My goal is to become a proficient researcher on advanced materials such as 2D
materials and III-V materials due to the following reasons. Firstly, in the era of postMoore’s
law, these materials have become increasingly important for their application
in either the trend of “More than Moore” or “Beyond CMOS”. Secondly, I plan to
dedicate myself to the development of semiconductor devices owing to my enthusiasm
at research. Therefore, to fulfill my goal, I am writing for applying the Ph.D. program
in EE at Yale University, which will be the best choice for me due to your eminent
academic achievement and highly esteemed reputation.
The undergraduate study in Material Science and Engineering (MSE) provided me
with not only views of material properties such as lattice structures and grain boundaries,
but also methods of material characterization like AFM, Raman spectroscopy, SEM and
TEM. Among all curriculum, I was most interested in the courses relevant to solid-state
electronics. After taking the courses instructed by Prof. Miin-Jang Chen, I was
fascinated by semiconductor devices and their industrial application. Hence, I took the
special project course by Prof. Chen and learned the process of atomic layer deposition
(ALD). To further extend my knowledge, I applied for Graduate Institute of Photonics
and Optoelectronics at National Taiwan University (NTU) and joined Prof. Chao-Hsin
Wu’s research group.
In Prof. Wu’s group, I equipped myself with abilities to measure the electrical
characteristics, analyze the results and fabricate semiconductor devices.

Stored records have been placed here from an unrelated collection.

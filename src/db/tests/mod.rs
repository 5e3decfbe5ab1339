use crate::dedup::dedup_key;
use crate::db::*;
use tempfile::NamedTempFile;


/// Open a fresh database backed by a temp file
///
/// The file handle must stay alive for the duration of the test.
async fn open_db() -> (Database, NamedTempFile) {
    let temp_file = NamedTempFile::new().unwrap();
    let db = Database::new(temp_file.path()).await.unwrap();
    (db, temp_file)
}

/// Build a new item whose dedup key is derived from `slug`
fn new_item(slug: &str) -> NewItem {
    let source_url = format!("https://news.example.com/{slug}");
    let raw_title = format!("Story {slug}");
    NewItem {
        dedup_key: dedup_key(&source_url, &raw_title),
        source_url,
        source_name: "Example News".to_string(),
        raw_title: raw_title.clone(),
        raw_content: format!("Full text of {slug}."),
        headline: raw_title,
        summary: format!("Summary of {slug}."),
    }
}

/// Insert an item and approve it
async fn insert_approved(db: &Database, slug: &str) -> ItemId {
    let id = db.insert_item(&new_item(slug)).await.unwrap();
    db.transition(id, &[ItemState::Pending], ItemState::Approved)
        .await
        .unwrap();
    id
}
//! Broadcaster that only logs

use super::{Broadcaster, RenderError};
use crate::types::NewsItem;
use async_trait::async_trait;

/// Logs each item at `info` and reports success
///
/// Useful for running the pipeline without a video transport.
#[derive(Debug, Default, Clone, Copy)]
pub struct LogBroadcaster;

impl LogBroadcaster {
    /// Create a new log broadcaster
    pub fn new() -> Self {
        Self
    }
}

#[async_trait]
impl Broadcaster for LogBroadcaster {
    fn name(&self) -> &'static str {
        "log"
    }

    async fn stream(&self, item: &NewsItem) -> Result<(), RenderError> {
        tracing::info!(
            item_id = %item.id,
            source = %item.source_name,
            headline = %item.headline,
            "on air"
        );
        Ok(())
    }
}
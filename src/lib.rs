//! # newscast
//!
//! News item lifecycle and streaming scheduler for a live news ticker.
//!
//! Stories flow through a small state machine persisted in SQLite:
//!
//! ```text
//! pending ──approve──▶ approved ──claim──▶ streaming ──▶ streamed
//!    │                    ▲                    │
//!    └──reject──▶ rejected └────requeue────────┴──▶ failed
//! ```
//!
//! - The **ingestion producer** polls feeds, drops stories it has seen
//!   before, summarizes the rest and stores them as `pending`.
//! - The **review gate** lets an operator approve, reject or edit items.
//! - The **broadcast scheduler** claims one approved item per tick, oldest
//!   approval first, and hands it to the broadcaster.
//!
//! The two loops never talk to each other; they coordinate only through the
//! item store.
//!
//! ## Quick Start
//!
//! ```no_run
//! use newscast::{Config, Newsroom, run_with_shutdown};
//!
//! #[tokio::main]
//! async fn main() -> Result<(), Box<dyn std::error::Error>> {
//!     let newsroom = Newsroom::new(Config::default()).await?;
//!
//!     // Follow the pipeline
//!     let mut events = newsroom.subscribe();
//!     tokio::spawn(async move {
//!         while let Ok(event) = events.recv().await {
//!             println!("Event: {:?}", event);
//!         }
//!     });
//!
//!     // Start both loops, stop on SIGTERM/SIGINT
//!     run_with_shutdown(newsroom).await?;
//!     Ok(())
//! }
//! ```

#![warn(missing_docs)]
#![warn(clippy::all)]
#![warn(clippy::unwrap_used)]
#![warn(clippy::expect_used)]

/// REST API module
pub mod api;
/// Broadcast scheduler loop
pub mod broadcast_scheduler;
/// Broadcast outputs
pub mod broadcaster;
/// Configuration types
pub mod config;
/// Database persistence layer
pub mod db;
/// Story fingerprints for deduplication
pub mod dedup;
/// Error types
pub mod error;
/// News sources
pub mod feed;
/// Ingestion producer loop
pub mod ingestion;
/// Newsroom orchestration (decomposed into focused submodules)
pub mod newsroom;
/// Retry logic with exponential backoff
pub mod retry;
/// Operator review commands
pub mod review;
/// Headline and summary generation
pub mod summarizer;
/// Core types and events
pub mod types;

// Re-export commonly used types
pub use broadcast_scheduler::{BroadcastScheduler, TickOutcome};
pub use broadcaster::{Broadcaster, RenderError};
pub use config::Config;
pub use db::Database;
pub use error::{ApiError, DatabaseError, Error, ErrorDetail, ItemError, Result, ToHttpStatus};
pub use feed::{Candidate, SourceFeed};
pub use ingestion::{CycleReport, IngestionProducer};
pub use newsroom::{Collaborators, Newsroom};
pub use review::ReviewGate;
pub use summarizer::{Summarizer, Summary};
pub use types::{Event, ItemId, ItemState, NewsItem, StateCounts};

/// Run the newsroom until a termination signal or a loop failure.
///
/// Starts both loops, then waits for whichever comes first:
/// - a termination signal: graceful shutdown, returns `Ok`
/// - a store failure in either loop: graceful shutdown, returns the failure
///   as `Err` so the process exits non-zero and a supervisor can restart it
///
/// Signals:
/// - **Unix:** SIGTERM and SIGINT, with fallbacks if signal registration fails.
/// - **Windows/other:** Ctrl+C via `tokio::signal::ctrl_c()`.
pub async fn run_with_shutdown(newsroom: Newsroom) -> Result<()> {
    run_until(&newsroom, wait_for_signal()).await
}

/// Like [`run_with_shutdown`], with a caller-provided stop condition.
pub async fn run_until<F>(newsroom: &Newsroom, stop: F) -> Result<()>
where
    F: std::future::Future<Output = ()>,
{
    newsroom.start().await?;

    tokio::select! {
        _ = stop => newsroom.shutdown().await,
        reason = newsroom.wait_for_fault() => {
            tracing::error!(reason = %reason, "Shutting down after background failure");
            if let Err(e) = newsroom.shutdown().await {
                tracing::error!(error = %e, "Error during shutdown after failure");
            }
            Err(Error::Other(reason))
        }
    }
}

#[cfg(unix)]
async fn wait_for_signal() {
    use tokio::signal::unix::{SignalKind, signal};

    // Registration can fail in restricted environments (containers, tests)
    match (signal(SignalKind::terminate()), signal(SignalKind::interrupt())) {
        (Ok(mut sigterm), Ok(mut sigint)) => {
            tokio::select! {
                _ = sigterm.recv() => tracing::info!("Received SIGTERM signal"),
                _ = sigint.recv() => tracing::info!("Received SIGINT signal (Ctrl+C)"),
            }
        }
        (Err(e), Ok(mut sigint)) => {
            tracing::warn!(error = %e, "Could not register SIGTERM handler, waiting for SIGINT only");
            sigint.recv().await;
            tracing::info!("Received SIGINT signal (Ctrl+C)");
        }
        (Ok(mut sigterm), Err(e)) => {
            tracing::warn!(error = %e, "Could not register SIGINT handler, waiting for SIGTERM only");
            sigterm.recv().await;
            tracing::info!("Received SIGTERM signal");
        }
        (Err(e), Err(_)) => {
            tracing::error!(error = %e, "Could not register any signal handlers, using ctrl_c fallback");
            tokio::signal::ctrl_c().await.ok();
        }
    }
}

#[cfg(not(unix))]
async fn wait_for_signal() {
    match tokio::signal::ctrl_c().await {
        Ok(()) => tracing::info!("Received Ctrl+C signal"),
        Err(e) => tracing::error!(error = %e, "Failed to listen for Ctrl+C signal"),
    }
}
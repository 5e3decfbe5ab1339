//! API key authentication
//!
//! When `server.api.api_key` is set, every request must carry the same value
//! in the `X-Api-Key` header. Requests without it, or with a different value,
//! are answered with 401 and the usual error envelope.

use crate::error::ApiError;
use axum::{
    Json,
    extract::{Request, State},
    http::StatusCode,
    middleware::Next,
    response::{IntoResponse, Response},
};
use std::sync::Arc;

/// Header carrying the API key
pub const API_KEY_HEADER: &str = "x-api-key";

/// Middleware rejecting requests without the configured API key
///
/// Install with `middleware::from_fn_with_state(key, require_api_key)`.
pub async fn require_api_key(
    State(expected): State<Arc<str>>,
    request: Request,
    next: Next,
) -> Response {
    let provided = request
        .headers()
        .get(API_KEY_HEADER)
        .and_then(|value| value.to_str().ok());

    match provided {
        Some(key) if constant_time_eq(key.as_bytes(), expected.as_bytes()) => {
            next.run(request).await
        }
        Some(_) => unauthorized("Invalid API key"),
        None => unauthorized("Missing X-Api-Key header"),
    }
}

/// Compare without short-circuiting on the first differing byte
fn constant_time_eq(a: &[u8], b: &[u8]) -> bool {
    if a.len() != b.len() {
        return false;
    }
    a.iter().zip(b).fold(0u8, |acc, (x, y)| acc | (x ^ y)) == 0
}

fn unauthorized(message: &str) -> Response {
    (StatusCode::UNAUTHORIZED, Json(ApiError::unauthorized(message))).into_response()
}
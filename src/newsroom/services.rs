//! Background loop starters: ingestion producer and broadcast scheduler.

use crate::broadcast_scheduler::BroadcastScheduler;
use crate::error::Result;
use crate::ingestion::IngestionProducer;
use crate::types::Event;
use std::future::Future;
use tokio::task::JoinHandle;

use super::Newsroom;

impl Newsroom {
    /// Start the ingestion producer background task
    ///
    /// Returns `None` when no feeds are configured.
    pub(crate) fn start_ingestion(&self) -> Option<JoinHandle<()>> {
        if self.collaborators.feeds.is_empty() {
            tracing::info!("No feeds configured, skipping ingestion producer");
            return None;
        }

        let producer = IngestionProducer::new(
            self.db.clone(),
            self.collaborators.feeds.clone(),
            self.collaborators.summarizer.clone(),
            self.event_tx.clone(),
            self.config.ingest.clone(),
            self.tasks.shutdown.child_token(),
        );

        let handle = self.spawn_loop("ingestion", producer.run());
        tracing::info!("Ingestion producer background task started");
        Some(handle)
    }

    /// Start the broadcast scheduler background task
    pub(crate) fn start_broadcast_scheduler(&self) -> JoinHandle<()> {
        let scheduler = BroadcastScheduler::new(
            self.db.clone(),
            self.collaborators.broadcaster.clone(),
            self.event_tx.clone(),
            self.config.schedule.clone(),
            self.tasks.shutdown.child_token(),
        );

        let handle = self.spawn_loop("broadcast", scheduler.run());
        tracing::info!("Broadcast scheduler background task started");
        handle
    }

    /// Spawn a loop
    ///
    /// A loop that returns `Err` has hit a store failure. The fault is
    /// announced as an event and trips the fault token, which makes
    /// [`crate::run_with_shutdown`] shut the newsroom down and report it.
    fn spawn_loop<F>(&self, component: &'static str, body: F) -> JoinHandle<()>
    where
        F: Future<Output = Result<()>> + Send + 'static,
    {
        let newsroom = self.clone();
        tokio::spawn(async move {
            if let Err(e) = body.await {
                tracing::error!(component, error = %e, "background loop failed");
                newsroom.record_fault(component, &e.to_string());
            }
        })
    }

    /// Announce a fault and trip the fault token
    ///
    /// Only the first fault is kept as the reason.
    pub(crate) fn record_fault(&self, component: &str, error: &str) {
        self.tasks
            .fault_reason
            .set(format!("{} loop failed: {}", component, error))
            .ok();
        self.emit_event(Event::Fault {
            component: component.to_string(),
            error: error.to_string(),
        });
        self.tasks.fault.cancel();
    }

    /// Wait until a background loop fails, returning the reason
    pub async fn wait_for_fault(&self) -> String {
        self.tasks.fault.cancelled().await;
        self.tasks
            .fault_reason
            .get()
            .cloned()
            .unwrap_or_else(|| "background loop failed".to_string())
    }
}
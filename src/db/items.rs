//! Item store: inserts, compare-and-swap state transitions, queue claims and edits.

use crate::error::{DatabaseError, ItemError};
use crate::types::{ItemId, ItemState, NewsItem, StateCounts};
use crate::{Error, Result};

use super::{Database, NewItem};

fn query_failed(context: &str, e: sqlx::Error) -> Error {
    Error::Database(DatabaseError::QueryFailed(format!("{}: {}", context, e)))
}

impl Database {
    /// Insert a freshly summarized item in state `pending`
    ///
    /// Fails with [`ItemError::DuplicateKey`] when a non-rejected item already
    /// carries the same dedup key. The check is a partial unique index, so two
    /// concurrent inserts cannot both succeed.
    pub async fn insert_item(&self, item: &NewItem) -> Result<ItemId> {
        let now = chrono::Utc::now().timestamp();

        let result = sqlx::query(
            r#"
            INSERT INTO news_items (
                source_url, source_name, raw_title, raw_content,
                headline, summary, state, dedup_key, retry_count,
                created_at, updated_at
            ) VALUES (?, ?, ?, ?, ?, ?, 'pending', ?, 0, ?, ?)
            "#,
        )
        .bind(&item.source_url)
        .bind(&item.source_name)
        .bind(&item.raw_title)
        .bind(&item.raw_content)
        .bind(&item.headline)
        .bind(&item.summary)
        .bind(&item.dedup_key)
        .bind(now)
        .bind(now)
        .execute(&self.pool)
        .await;

        match result {
            Ok(done) => Ok(ItemId(done.last_insert_rowid())),
            Err(sqlx::Error::Database(db_err)) if db_err.is_unique_violation() => {
                Err(Error::Item(ItemError::DuplicateKey {
                    dedup_key: item.dedup_key.clone(),
                }))
            }
            Err(e) => Err(query_failed("Failed to insert item", e)),
        }
    }

    /// Get an item by ID
    pub async fn get_item(&self, id: ItemId) -> Result<Option<NewsItem>> {
        sqlx::query_as::<_, NewsItem>("SELECT * FROM news_items WHERE id = ?")
            .bind(id)
            .fetch_optional(&self.pool)
            .await
            .map_err(|e| query_failed("Failed to get item", e))
    }

    /// List items, optionally filtered by state
    ///
    /// Approved items come back in dispatch order (approval sequence, then id).
    /// Everything else is newest first. `None` for `limit` returns every row.
    pub async fn list_items(
        &self,
        state: Option<ItemState>,
        limit: Option<i64>,
    ) -> Result<Vec<NewsItem>> {
        let order = match state {
            Some(ItemState::Approved) => "approval_seq ASC, id ASC",
            _ => "created_at DESC, id DESC",
        };
        let filter = if state.is_some() { "WHERE state = ?" } else { "" };
        let sql = format!("SELECT * FROM news_items {filter} ORDER BY {order} LIMIT ?");

        let mut query = sqlx::query_as::<_, NewsItem>(&sql);
        if let Some(state) = state {
            query = query.bind(state);
        }
        query
            .bind(limit.unwrap_or(-1))
            .fetch_all(&self.pool)
            .await
            .map_err(|e| query_failed("Failed to list items", e))
    }

    /// Whether any item, including a rejected one, has this dedup key
    pub async fn dedup_key_seen(&self, dedup_key: &str) -> Result<bool> {
        sqlx::query_scalar::<_, bool>(
            "SELECT EXISTS(SELECT 1 FROM news_items WHERE dedup_key = ?)",
        )
        .bind(dedup_key)
        .fetch_one(&self.pool)
        .await
        .map_err(|e| query_failed("Failed to check dedup key", e))
    }

    /// Move an item to `to` if its current state is one of `from`
    ///
    /// This is a single compare-and-swap statement: of several concurrent
    /// callers racing on the same item, exactly one succeeds. Every requested
    /// edge must belong to the lifecycle graph. The pending→approved edge
    /// assigns the next approval sequence number, and streaming→streamed
    /// stamps `streamed_at`.
    pub async fn transition(
        &self,
        id: ItemId,
        from: &[ItemState],
        to: ItemState,
    ) -> Result<NewsItem> {
        // Refused without touching the row; the error carries the real state
        if from.is_empty() || from.iter().any(|state| !state.can_transition_to(to)) {
            return Err(self.explain_miss(id, to).await);
        }

        let now = chrono::Utc::now().timestamp();
        let placeholders = vec!["?"; from.len()].join(", ");
        let sql = format!(
            r#"
            UPDATE news_items SET
                state = ?,
                updated_at = ?,
                approval_seq = CASE WHEN state = 'pending' AND ? = 'approved'
                    THEN (SELECT COALESCE(MAX(approval_seq), 0) + 1 FROM news_items)
                    ELSE approval_seq END,
                approved_at = CASE WHEN state = 'pending' AND ? = 'approved'
                    THEN ? ELSE approved_at END,
                streamed_at = CASE WHEN ? = 'streamed' THEN ? ELSE streamed_at END
            WHERE id = ? AND state IN ({placeholders})
            RETURNING *
            "#
        );

        let mut query = sqlx::query_as::<_, NewsItem>(&sql)
            .bind(to)
            .bind(now)
            .bind(to)
            .bind(to)
            .bind(now)
            .bind(to)
            .bind(now)
            .bind(id);
        for state in from {
            query = query.bind(*state);
        }

        let updated = query
            .fetch_optional(&self.pool)
            .await
            .map_err(|e| query_failed("Failed to transition item", e))?;

        match updated {
            Some(item) => Ok(item),
            None => Err(self.explain_miss(id, to).await),
        }
    }

    /// Build the error for a guarded update that matched no row
    async fn explain_miss(&self, id: ItemId, to: ItemState) -> Error {
        match self.get_item(id).await {
            Ok(Some(item)) => Error::Item(ItemError::InvalidTransition {
                id: id.get(),
                current_state: item.state.to_string(),
                requested_state: to.to_string(),
            }),
            Ok(None) => Error::Item(ItemError::NotFound { id: id.get() }),
            Err(e) => e,
        }
    }

    /// Head of the approved queue, without claiming it
    pub async fn next_approved(&self) -> Result<Option<NewsItem>> {
        sqlx::query_as::<_, NewsItem>(
            r#"
            SELECT * FROM news_items
            WHERE state = 'approved'
            ORDER BY approval_seq ASC, id ASC
            LIMIT 1
            "#,
        )
        .fetch_optional(&self.pool)
        .await
        .map_err(|e| query_failed("Failed to peek approved queue", e))
    }

    /// Atomically take the head of the approved queue and move it to `streaming`
    ///
    /// Returns `None` when nothing is approved.
    pub async fn claim_next_approved(&self) -> Result<Option<NewsItem>> {
        let now = chrono::Utc::now().timestamp();
        sqlx::query_as::<_, NewsItem>(
            r#"
            UPDATE news_items SET state = 'streaming', updated_at = ?
            WHERE id = (
                SELECT id FROM news_items
                WHERE state = 'approved'
                ORDER BY approval_seq ASC, id ASC
                LIMIT 1
            )
            AND state = 'approved'
            RETURNING *
            "#,
        )
        .bind(now)
        .fetch_optional(&self.pool)
        .await
        .map_err(|e| query_failed("Failed to claim next approved item", e))
    }

    /// Record a failed render attempt for a claimed item
    ///
    /// Increments `retry_count` and stores the error. The item goes to
    /// `failed` when the failure is permanent or the new count reaches
    /// `ceiling`, otherwise back to `approved` with its queue position intact.
    pub async fn record_render_failure(
        &self,
        id: ItemId,
        error: &str,
        transient: bool,
        ceiling: u32,
    ) -> Result<NewsItem> {
        let now = chrono::Utc::now().timestamp();
        let updated = sqlx::query_as::<_, NewsItem>(
            r#"
            UPDATE news_items SET
                retry_count = retry_count + 1,
                last_error = ?,
                updated_at = ?,
                state = CASE WHEN ? = 0 OR retry_count + 1 >= ?
                    THEN 'failed' ELSE 'approved' END
            WHERE id = ? AND state = 'streaming'
            RETURNING *
            "#,
        )
        .bind(error)
        .bind(now)
        .bind(transient)
        .bind(i64::from(ceiling))
        .bind(id)
        .fetch_optional(&self.pool)
        .await
        .map_err(|e| query_failed("Failed to record render failure", e))?;

        match updated {
            Some(item) => Ok(item),
            None => Err(self.explain_miss(id, ItemState::Failed).await),
        }
    }

    /// Return a claimed item to the queue without counting an attempt
    pub async fn release_claim(&self, id: ItemId) -> Result<NewsItem> {
        self.transition(id, &[ItemState::Streaming], ItemState::Approved)
            .await
    }

    /// Move every `streaming` item back to `approved`
    ///
    /// Run once at startup: nothing can be mid-render before the scheduler
    /// starts, so any `streaming` row was left behind by a crash.
    pub async fn recover_streaming(&self) -> Result<Vec<ItemId>> {
        let now = chrono::Utc::now().timestamp();
        sqlx::query_scalar::<_, ItemId>(
            r#"
            UPDATE news_items SET state = 'approved', updated_at = ?
            WHERE state = 'streaming'
            RETURNING id
            "#,
        )
        .bind(now)
        .fetch_all(&self.pool)
        .await
        .map_err(|e| query_failed("Failed to recover streaming items", e))
    }

    /// Replace headline and summary of an item that has not been claimed yet
    pub async fn edit_item(&self, id: ItemId, headline: &str, summary: &str) -> Result<NewsItem> {
        let now = chrono::Utc::now().timestamp();
        let updated = sqlx::query_as::<_, NewsItem>(
            r#"
            UPDATE news_items SET headline = ?, summary = ?, updated_at = ?
            WHERE id = ? AND state IN ('pending', 'approved')
            RETURNING *
            "#,
        )
        .bind(headline)
        .bind(summary)
        .bind(now)
        .bind(id)
        .fetch_optional(&self.pool)
        .await
        .map_err(|e| query_failed("Failed to edit item", e))?;

        if let Some(item) = updated {
            return Ok(item);
        }

        match self.get_item(id).await? {
            Some(item) => Err(Error::Item(ItemError::InvalidState {
                id: id.get(),
                operation: "edit".to_string(),
                current_state: item.state.to_string(),
            })),
            None => Err(Error::Item(ItemError::NotFound { id: id.get() })),
        }
    }

    /// Number of items in each state
    pub async fn count_by_state(&self) -> Result<StateCounts> {
        let rows = sqlx::query_as::<_, (ItemState, i64)>(
            "SELECT state, COUNT(*) FROM news_items GROUP BY state",
        )
        .fetch_all(&self.pool)
        .await
        .map_err(|e| query_failed("Failed to count items", e))?;

        let mut counts = StateCounts::default();
        for (state, count) in rows {
            *counts.slot_mut(state) = count;
        }
        Ok(counts)
    }
}
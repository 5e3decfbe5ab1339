//! Database layer for newscast
//!
//! Handles SQLite persistence for news items and runtime state.
//!
//! ## Submodules
//!
//! Methods on [`Database`] are organized by domain:
//! - [`migrations`] - Database lifecycle, schema migrations
//! - [`items`] - Item store: inserts, state transitions, queue claims, edits
//! - [`state`] - Runtime state (shutdown tracking)
//!
//! Every mutation is a single SQL statement, so each one is atomic for the row
//! it touches and SQLite serializes concurrent writers.

use sqlx::sqlite::SqlitePool;

mod items;
mod migrations;
mod state;

pub use crate::types::{ItemId, ItemState, NewsItem, StateCounts};

/// New item to be inserted into the store
#[derive(Debug, Clone)]
pub struct NewItem {
    /// Link to the original article
    pub source_url: String,
    /// Name of the feed the item came from
    pub source_name: String,
    /// Title as published by the source
    pub raw_title: String,
    /// Cleaned article text
    pub raw_content: String,
    /// Generated headline
    pub headline: String,
    /// Generated summary
    pub summary: String,
    /// Fingerprint from [`crate::dedup::dedup_key`]
    pub dedup_key: String,
}

/// Database handle for newscast
pub struct Database {
    pool: SqlitePool,
}

// unwrap/expect are acceptable in tests for concise failure-on-error assertions
#[allow(clippy::unwrap_used, clippy::expect_used)]
#[cfg(test)]
mod tests;
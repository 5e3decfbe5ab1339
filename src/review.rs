//! Review gate: operator commands on pending and approved items
//!
//! Every command is a single guarded store operation. Store errors are
//! returned unchanged, so a caller sees `InvalidTransition`, `InvalidState`
//! or `NotFound` exactly as the store reported them.

use crate::db::Database;
use crate::error::{Error, ItemError, Result};
use crate::types::{Event, ItemId, ItemState, NewsItem, StateCounts};
use std::sync::Arc;
use tokio::sync::broadcast;
use tracing::info;

/// Operator-facing commands over the item store
#[derive(Clone)]
pub struct ReviewGate {
    db: Arc<Database>,
    event_tx: broadcast::Sender<Event>,
}

impl ReviewGate {
    /// Create a review gate over `db`, announcing changes on `event_tx`
    pub fn new(db: Arc<Database>, event_tx: broadcast::Sender<Event>) -> Self {
        Self { db, event_tx }
    }

    /// Approve a pending item, appending it to the broadcast queue
    ///
    /// # Errors
    /// `InvalidTransition` if the item is not pending, `NotFound` if it does not exist
    pub async fn approve(&self, id: ItemId) -> Result<NewsItem> {
        let item = self
            .db
            .transition(id, &[ItemState::Pending], ItemState::Approved)
            .await?;
        info!(item_id = %id, approval_seq = ?item.approval_seq, "item approved");
        self.event_tx.send(Event::Approved { id }).ok();
        Ok(item)
    }

    /// Reject a pending item
    ///
    /// # Errors
    /// `InvalidTransition` if the item is not pending, `NotFound` if it does not exist
    pub async fn reject(&self, id: ItemId) -> Result<NewsItem> {
        let item = self
            .db
            .transition(id, &[ItemState::Pending], ItemState::Rejected)
            .await?;
        info!(item_id = %id, "item rejected");
        self.event_tx.send(Event::Rejected { id }).ok();
        Ok(item)
    }

    /// Replace headline and summary of a pending or approved item
    ///
    /// Editing an approved item keeps its queue position.
    ///
    /// # Errors
    /// `InvalidState` if the item is already claimed or terminal
    pub async fn edit(&self, id: ItemId, headline: &str, summary: &str) -> Result<NewsItem> {
        let item = self.db.edit_item(id, headline, summary).await?;
        info!(item_id = %id, state = %item.state, "item edited");
        self.event_tx.send(Event::Edited { id }).ok();
        Ok(item)
    }

    /// Items in `state`, or all items when `None`
    ///
    /// Approved items come back in dispatch order, everything else newest first.
    pub async fn list_by_state(
        &self,
        state: Option<ItemState>,
        limit: Option<i64>,
    ) -> Result<Vec<NewsItem>> {
        self.db.list_items(state, limit).await
    }

    /// Approved items in the order the scheduler will claim them
    pub async fn queue(&self) -> Result<Vec<NewsItem>> {
        self.db.list_items(Some(ItemState::Approved), None).await
    }

    /// A single item
    ///
    /// # Errors
    /// `NotFound` if no item has this id
    pub async fn get(&self, id: ItemId) -> Result<NewsItem> {
        self.db
            .get_item(id)
            .await?
            .ok_or(Error::Item(ItemError::NotFound { id: id.get() }))
    }

    /// Item counts per state
    pub async fn stats(&self) -> Result<StateCounts> {
        self.db.count_by_state().await
    }
}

In Si FinFETs
project, I learned the principles of electrical measurement and measured I-V
characteristics of Si FinFETs at room and cryogenic temperatures. Totally 240 devices
with multiple geometry were measured, where on current, mobility, subthreshold swing
and drain induced barrier lowering (DIBL) were systematically analyzed. On the other
hand, I became skillful with device fabrication process and familiar with the working
principles of GaN High Electron Mobility Transistors (HEMTs). I was able to complete
the devices by photolithography, metal deposition and rapid thermal annealing. In
addition, I studied the principle of Ohmic contacts formation for GaN HEMTs and
theories of transfer length method (TLM), and extracted the contact resistance from
practical devices.
Furthermore, I exhibited my capability to research comprehensively in the 2D
materials project collaborated with Taiwan Semiconductor Manufacturing Company
(TSMC) and achieved great academic results. In developing BP transistors, I produced
and transferred few-layered BP by mechanical exfoliation, and then used electron-beam
lithography to define the patterns followed by metal deposition and lift-off process. After several refinement of the experiments, I successfully demonstrated a black
phosphorus transistor with a high hole mobility of 340 cm2
/Vs. In improving metal
contacts of BP transistors, I devoted myself to developing a novel doping method
enabling metallic Ohmic contacts to be formed at source/drain (S/D) region. After a
total number of thirty meetings with Dr. Yu-Ming Lin, a deputy director in TSMC, a
record low contact resistance of 0.365 k???m was achieved and metallic properties
were demonstrated. Moreover, the results were published in Scientific Reports and
successfully applied for a patent. In developing 2D heterostructures, I built up a 2D
heterostructure stacking process by myself. Taking advantage of this technique, I
stacked graphene/MoS2 heterostructures, where graphene served as the leading contacts
to MoS2 channel, thus achieving a high mobility of 116 cm2
/Vs by improving S/D
contacts. The results were published in AIP Advances. In addition, the heterostructures
of graphene-contact MoS2 fully encapsulated by top and bottom h-BN demonstrated
the improvement of mobility and hysteresis.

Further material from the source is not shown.